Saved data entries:
Content starts
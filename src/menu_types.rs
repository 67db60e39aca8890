// Top-level screen the app is on
#[derive(Debug, Clone, Copy, PartialEq, Eq)]
pub enum MenuState {
    MainMenu,
    Options,
    Game,
}

// Menu option selection
#[derive(Debug, Clone, Copy, PartialEq, Eq)]
pub enum MenuOption {
    NewGame,
    Options,
    Quit,
}

#[derive(Debug, Clone, Copy, PartialEq, Eq)]
pub enum OptionsOption {
    HintsToggle,
    Back,
}

#[derive(Debug, Clone)]
pub struct Menu {
    pub state: MenuState,
    pub selected_option: MenuOption,
    pub options_selected: OptionsOption,
}

impl Default for Menu {
    fn default() -> Self {
        Self {
            state: MenuState::MainMenu,
            selected_option: MenuOption::NewGame,
            options_selected: OptionsOption::HintsToggle,
        }
    }
}

impl Menu {
    #[must_use]
    pub fn new() -> Self {
        Self::default()
    }

    pub fn next_option(&mut self) {
        match self.state {
            MenuState::MainMenu => {
                self.selected_option = match self.selected_option {
                    MenuOption::NewGame => MenuOption::Options,
                    MenuOption::Options => MenuOption::Quit,
                    MenuOption::Quit => MenuOption::NewGame,
                };
            }
            MenuState::Options => {
                self.options_selected = match self.options_selected {
                    OptionsOption::HintsToggle => OptionsOption::Back,
                    OptionsOption::Back => OptionsOption::HintsToggle,
                };
            }
            MenuState::Game => {}
        }
    }

    pub fn prev_option(&mut self) {
        match self.state {
            MenuState::MainMenu => {
                self.selected_option = match self.selected_option {
                    MenuOption::NewGame => MenuOption::Quit,
                    MenuOption::Options => MenuOption::NewGame,
                    MenuOption::Quit => MenuOption::Options,
                };
            }
            // Only two entries, so backwards is the same as forwards
            MenuState::Options => self.next_option(),
            MenuState::Game => {}
        }
    }
}
#![warn(clippy::all, clippy::pedantic)]

#[cfg(test)]
mod tests {
    use crossterm::event::{
        KeyCode, KeyEvent, KeyEventKind, KeyEventState, KeyModifiers, MouseButton, MouseEvent,
        MouseEventKind,
    };

    use std::fs;

    use tempfile::tempdir;

    use crate::app::App;
    use crate::config::Config;
    use crate::components::{Arrangement, GameOverChoice, Round, RoundPhase, TileLayout};
    use crate::menu_types::{MenuOption, MenuState};
    use crate::progress::MemoryProgress;
    use crate::session::SessionController;
    use crate::systems;
    use crate::tests::test_utils::{RESULT_DELAY, arrange, lock_global_config};

    fn press(app: &mut App, code: KeyCode) {
        app.handle_key(KeyEvent::new(code, KeyModifiers::NONE));
    }

    fn mouse(app: &mut App, kind: MouseEventKind, column: u16, row: u16) {
        app.handle_mouse(MouseEvent {
            kind,
            column,
            row,
            modifiers: KeyModifiers::NONE,
        });
    }

    fn started_app() -> App {
        let mut app = App::new();
        press(&mut app, KeyCode::Enter);
        systems::countdown_system(&mut app.world, 3.0);
        assert_eq!(app.world.resource::<Round>().phase, RoundPhase::Showing);
        app
    }

    fn answer_with_keys(app: &mut App, correct: bool) {
        arrange(&mut app.world, correct);
        press(app, KeyCode::Enter);
        app.on_tick();
        systems::game_tick_system(&mut app.world, RESULT_DELAY);
    }

    #[test]
    fn test_app_creation() {
        let app = App::new();

        assert!(!app.should_quit);
        assert_eq!(app.menu.state, MenuState::MainMenu);
        assert!(app.world.contains_resource::<SessionController>());
        assert!(app.world.contains_resource::<Round>());
        assert!(app.world.contains_resource::<crate::Time>());
        assert!(
            app.world
                .resource::<SessionController>()
                .puzzle()
                .is_none()
        );
    }

    #[test]
    fn test_new_game_starts_countdown() {
        let mut app = App::new();
        press(&mut app, KeyCode::Enter);

        assert_eq!(app.menu.state, MenuState::Game);
        assert!(matches!(
            app.world.resource::<Round>().phase,
            RoundPhase::Countdown { .. }
        ));
    }

    #[test]
    fn test_menu_navigation_and_quit() {
        let mut app = App::new();
        press(&mut app, KeyCode::Down);
        assert_eq!(app.menu.selected_option, MenuOption::Options);
        press(&mut app, KeyCode::Down);
        assert_eq!(app.menu.selected_option, MenuOption::Quit);
        press(&mut app, KeyCode::Enter);
        assert!(app.should_quit);
    }

    #[test]
    fn test_options_menu_and_back() {
        let mut app = App::new();
        press(&mut app, KeyCode::Down);
        press(&mut app, KeyCode::Enter);
        assert_eq!(app.menu.state, MenuState::Options);

        press(&mut app, KeyCode::Esc);
        assert_eq!(app.menu.state, MenuState::MainMenu);
    }

    #[test]
    fn test_q_quits_anywhere() {
        let mut app = started_app();
        press(&mut app, KeyCode::Char('q'));
        assert!(app.should_quit);
    }

    #[test]
    fn test_release_events_are_ignored() {
        let mut app = App::new();
        app.handle_key(KeyEvent {
            code: KeyCode::Enter,
            modifiers: KeyModifiers::NONE,
            kind: KeyEventKind::Release,
            state: KeyEventState::NONE,
        });
        assert_eq!(app.menu.state, MenuState::MainMenu);
    }

    #[test]
    fn test_enter_submits_answer() {
        let mut app = started_app();
        arrange(&mut app.world, true);
        press(&mut app, KeyCode::Enter);
        app.on_tick();

        let session = app.world.resource::<SessionController>().session();
        assert_eq!(session.score, 1);
        assert!(matches!(
            app.world.resource::<Round>().phase,
            RoundPhase::AwaitingDelay { .. }
        ));
    }

    #[test]
    fn test_keyboard_reordering() {
        let mut app = started_app();
        app.world.resource_mut::<Arrangement>().order = vec![3, 1, 2];

        press(&mut app, KeyCode::Char(' '));
        press(&mut app, KeyCode::Right);
        app.on_tick();

        assert_eq!(app.world.resource::<Arrangement>().order, vec![1, 3, 2]);
    }

    #[test]
    fn test_mouse_drag() {
        let mut app = started_app();
        app.world.resource_mut::<Arrangement>().order = vec![4, 9, 2, 6];
        app.world.insert_resource(TileLayout {
            origin_x: 20,
            y: 5,
            height: 3,
            tile_width: 6,
            item_width: 8,
            count: 4,
        });

        mouse(&mut app, MouseEventKind::Down(MouseButton::Left), 45, 6);
        mouse(&mut app, MouseEventKind::Up(MouseButton::Left), 22, 6);
        app.on_tick();

        assert_eq!(app.world.resource::<Arrangement>().order, vec![6, 4, 9, 2]);
    }

    #[test]
    fn test_mouse_outside_tiles_does_nothing() {
        let mut app = started_app();
        app.world.resource_mut::<Arrangement>().order = vec![4, 9, 2];

        mouse(&mut app, MouseEventKind::Down(MouseButton::Left), 0, 0);
        mouse(&mut app, MouseEventKind::Up(MouseButton::Left), 40, 0);
        app.on_tick();

        assert_eq!(app.world.resource::<Arrangement>().order, vec![4, 9, 2]);
    }

    #[test]
    fn test_escape_returns_home() {
        let mut app = started_app();
        answer_with_keys(&mut app, true);

        press(&mut app, KeyCode::Esc);
        assert_eq!(app.menu.state, MenuState::MainMenu);
        assert_eq!(
            app.world
                .resource::<SessionController>()
                .session()
                .questions_answered,
            0
        );
    }

    #[test]
    fn test_game_over_try_again() {
        let tracker = MemoryProgress::new();
        let mut app = App::with_tracker(Box::new(tracker.clone()));
        press(&mut app, KeyCode::Enter);
        systems::countdown_system(&mut app.world, 3.0);

        for _ in 0..3 {
            answer_with_keys(&mut app, false);
        }
        assert_eq!(app.world.resource::<Round>().phase, RoundPhase::GameOver);
        assert_eq!(tracker.records(), vec![("ordering".to_string(), 0)]);

        press(&mut app, KeyCode::Enter);
        assert!(matches!(
            app.world.resource::<Round>().phase,
            RoundPhase::Countdown { .. }
        ));
        assert_eq!(
            app.world.resource::<SessionController>().session().wrong_count,
            0
        );

        systems::countdown_system(&mut app.world, 3.0);
        assert_eq!(app.world.resource::<Round>().phase, RoundPhase::Showing);
    }

    #[test]
    fn test_game_over_home() {
        let mut app = started_app();
        for _ in 0..3 {
            answer_with_keys(&mut app, false);
        }

        press(&mut app, KeyCode::Right);
        assert_eq!(
            app.world.resource::<Round>().game_over_choice,
            GameOverChoice::Home
        );
        press(&mut app, KeyCode::Enter);
        assert_eq!(app.menu.state, MenuState::MainMenu);
    }

    #[test]
    fn test_hints_toggle_saves_config() {
        let _config = lock_global_config();
        let temp_dir = tempdir().expect("Failed to create temp directory");
        let mut app = App::new();
        app.config_path = temp_dir.path().join("config.toml");
        let before = Config::current().gameplay.show_hints;

        press(&mut app, KeyCode::Down);
        press(&mut app, KeyCode::Enter);
        assert_eq!(app.menu.state, MenuState::Options);
        press(&mut app, KeyCode::Enter);

        assert_eq!(Config::current().gameplay.show_hints, !before);
        let saved: Config = toml::from_str(
            &fs::read_to_string(&app.config_path).expect("Config file should have been written"),
        )
        .unwrap();
        assert_eq!(saved.gameplay.show_hints, !before);

        press(&mut app, KeyCode::Enter);
        assert_eq!(Config::current().gameplay.show_hints, before);
    }

    #[test]
    fn test_keyboard_move_cancels_pending_drag() {
        let mut app = started_app();
        app.world.resource_mut::<Arrangement>().order = vec![4, 9, 2, 6];
        app.world.insert_resource(TileLayout {
            origin_x: 20,
            y: 5,
            height: 3,
            tile_width: 6,
            item_width: 8,
            count: 4,
        });

        mouse(&mut app, MouseEventKind::Down(MouseButton::Left), 45, 6);
        press(&mut app, KeyCode::Char(' '));
        press(&mut app, KeyCode::Right);
        app.on_tick();
        assert_eq!(app.world.resource::<Arrangement>().order, vec![9, 4, 2, 6]);

        mouse(&mut app, MouseEventKind::Up(MouseButton::Left), 22, 6);
        app.on_tick();
        assert_eq!(app.world.resource::<Arrangement>().order, vec![9, 4, 2, 6]);
    }
}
Content ends
• _Brief_
Show every line above where "GameOverChoice" is found.

• _Written response_
    use crate::components::{Arrangement, GameOverChoice, Round, RoundPhase, TileLayout};
            GameOverChoice::Home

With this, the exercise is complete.